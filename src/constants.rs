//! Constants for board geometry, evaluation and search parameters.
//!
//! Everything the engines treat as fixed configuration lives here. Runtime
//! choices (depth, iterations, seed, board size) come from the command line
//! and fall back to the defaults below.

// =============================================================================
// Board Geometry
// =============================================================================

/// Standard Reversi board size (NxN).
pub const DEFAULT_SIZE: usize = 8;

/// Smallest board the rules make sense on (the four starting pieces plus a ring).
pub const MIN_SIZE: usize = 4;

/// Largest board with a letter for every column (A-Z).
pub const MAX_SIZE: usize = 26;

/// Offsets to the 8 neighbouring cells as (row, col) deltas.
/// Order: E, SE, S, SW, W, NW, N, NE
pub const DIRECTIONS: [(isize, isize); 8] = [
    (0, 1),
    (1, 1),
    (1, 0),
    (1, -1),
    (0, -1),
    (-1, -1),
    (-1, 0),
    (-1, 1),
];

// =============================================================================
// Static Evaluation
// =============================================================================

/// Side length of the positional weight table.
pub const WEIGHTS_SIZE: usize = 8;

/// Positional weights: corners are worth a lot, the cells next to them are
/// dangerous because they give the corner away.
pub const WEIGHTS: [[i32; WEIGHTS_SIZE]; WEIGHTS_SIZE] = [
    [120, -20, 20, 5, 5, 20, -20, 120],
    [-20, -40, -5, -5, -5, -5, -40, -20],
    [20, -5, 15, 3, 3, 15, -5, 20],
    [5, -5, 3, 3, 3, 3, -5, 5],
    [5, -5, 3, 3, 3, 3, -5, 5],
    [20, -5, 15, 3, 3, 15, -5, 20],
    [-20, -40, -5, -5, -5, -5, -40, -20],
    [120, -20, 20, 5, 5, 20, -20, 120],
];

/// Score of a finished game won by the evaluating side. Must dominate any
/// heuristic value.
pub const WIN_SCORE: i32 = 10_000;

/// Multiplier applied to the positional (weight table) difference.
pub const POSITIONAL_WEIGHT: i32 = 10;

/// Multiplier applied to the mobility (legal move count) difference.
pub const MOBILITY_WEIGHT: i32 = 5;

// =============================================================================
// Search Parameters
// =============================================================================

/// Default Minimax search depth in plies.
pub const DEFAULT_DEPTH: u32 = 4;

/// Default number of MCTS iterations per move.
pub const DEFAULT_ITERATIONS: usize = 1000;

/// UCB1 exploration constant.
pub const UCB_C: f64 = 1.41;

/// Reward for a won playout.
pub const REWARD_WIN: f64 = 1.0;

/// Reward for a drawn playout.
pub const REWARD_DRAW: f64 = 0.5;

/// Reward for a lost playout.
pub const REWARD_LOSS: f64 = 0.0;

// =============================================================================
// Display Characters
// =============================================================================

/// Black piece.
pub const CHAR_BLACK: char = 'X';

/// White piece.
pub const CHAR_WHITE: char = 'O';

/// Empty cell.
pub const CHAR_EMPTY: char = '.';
+++++
Exercise requirements:
Copy out each line of the data that holds the string "move".

Reply to the task:
/// Multiplier applied to the mobility (legal move count) difference.
/// Default number of MCTS iterations per move.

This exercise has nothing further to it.